# WHAT THIS TASK INVOLVES
Find where "async fn find_all(&self)" occurs in the data below, and retype that line and every later line exactly.

==================================================

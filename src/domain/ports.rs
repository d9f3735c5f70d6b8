use super::coupon::{Balance, Coupon};
use super::joblog::JobLog;
use crate::error::Result;
use async_trait::async_trait;
use chrono::NaiveDate;
use std::sync::Arc;
use std::time::Duration;

/// Permanent record store for coupons.
#[async_trait]
pub trait LedgerStore: Send + Sync {
    async fn find_by_id(&self, coupon_id: &str) -> Result<Option<Coupon>>;
    /// Active coupons whose expiry date lies strictly before `date`.
    async fn find_expired_before(&self, date: NaiveDate) -> Result<Vec<Coupon>>;
    async fn find_all(&self) -> Result<Vec<Coupon>>;
    async fn save(&self, coupon: Coupon) -> Result<()>;
    /// Persists the whole batch; either all records land or the call fails.
    async fn save_all(&self, coupons: Vec<Coupon>) -> Result<()>;
}

/// Proof of lock ownership handed out by [`LockService::try_acquire`].
///
/// The fencing token grows monotonically per key, so a release carrying a
/// stale token can never free a lock that was re-acquired after the holder's
/// lease ran out.
#[derive(Debug, Clone, PartialEq, Eq)]
pub struct LockToken {
    pub key: String,
    pub fencing_token: u64,
}

/// Mutual exclusion keyed by coupon, with a bounded wait and a lease.
#[async_trait]
pub trait LockService: Send + Sync {
    /// Tries to take the lock, waiting at most `wait`. Returns `None` when the
    /// lock could not be acquired in time. A granted lock stays valid for
    /// `lease` unless released earlier.
    async fn try_acquire(
        &self,
        key: &str,
        wait: Duration,
        lease: Duration,
    ) -> Result<Option<LockToken>>;
    /// Releases the lock if `token` still matches the current holder.
    async fn release(&self, token: LockToken) -> Result<()>;
    /// Whether `token` still identifies the live holder of its key.
    async fn is_held(&self, token: &LockToken) -> Result<bool>;
}

/// Volatile balance store consulted during reservation.
#[async_trait]
pub trait BalanceCache: Send + Sync {
    async fn get(&self, key: &str) -> Result<Option<Balance>>;
    async fn set(&self, key: &str, value: Balance, ttl: Duration) -> Result<()>;
    async fn delete(&self, key: &str) -> Result<()>;
}

/// Store for batch job run records.
#[async_trait]
pub trait JobLogStore: Send + Sync {
    async fn save(&self, log: JobLog) -> Result<()>;
    async fn find_by_id(&self, log_id: &str) -> Result<Option<JobLog>>;
}

pub type DynLedgerStore = Arc<dyn LedgerStore>;
pub type DynLockService = Arc<dyn LockService>;
pub type DynBalanceCache = Arc<dyn BalanceCache>;
pub type DynJobLogStore = Arc<dyn JobLogStore>;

==================================================

# ANSWER SECTION
    async fn find_all(&self) -> Result<Vec<Coupon>>;
    async fn save(&self, coupon: Coupon) -> Result<()>;
    /// Persists the whole batch; either all records land or the call fails.
    async fn save_all(&self, coupons: Vec<Coupon>) -> Result<()>;
}

/// Proof of lock ownership handed out by [`LockService::try_acquire`].
///
/// The fencing token grows monotonically per key, so a release carrying a
/// stale token can never free a lock that was re-acquired after the holder's
/// lease ran out.
#[derive(Debug, Clone, PartialEq, Eq)]
pub struct LockToken {
    pub key: String,
    pub fencing_token: u64,
}

/// Mutual exclusion keyed by coupon, with a bounded wait and a lease.
#[async_trait]
pub trait LockService: Send + Sync {
    /// Tries to take the lock, waiting at most `wait`. Returns `None` when the
    /// lock could not be acquired in time. A granted lock stays valid for
    /// `lease` unless released earlier.
    async fn try_acquire(
        &self,
        key: &str,
        wait: Duration,
        lease: Duration,
    ) -> Result<Option<LockToken>>;
    /// Releases the lock if `token` still matches the current holder.
    async fn release(&self, token: LockToken) -> Result<()>;
    /// Whether `token` still identifies the live holder of its key.
    async fn is_held(&self, token: &LockToken) -> Result<bool>;
}

/// Volatile balance store consulted during reservation.
#[async_trait]
pub trait BalanceCache: Send + Sync {
    async fn get(&self, key: &str) -> Result<Option<Balance>>;
    async fn set(&self, key: &str, value: Balance, ttl: Duration) -> Result<()>;
    async fn delete(&self, key: &str) -> Result<()>;
}

/// Store for batch job run records.
#[async_trait]
pub trait JobLogStore: Send + Sync {
    async fn save(&self, log: JobLog) -> Result<()>;
    async fn find_by_id(&self, log_id: &str) -> Result<Option<JobLog>>;
}

pub type DynLedgerStore = Arc<dyn LedgerStore>;
pub type DynLockService = Arc<dyn LockService>;
pub type DynBalanceCache = Arc<dyn BalanceCache>;
pub type DynJobLogStore = Arc<dyn JobLogStore>;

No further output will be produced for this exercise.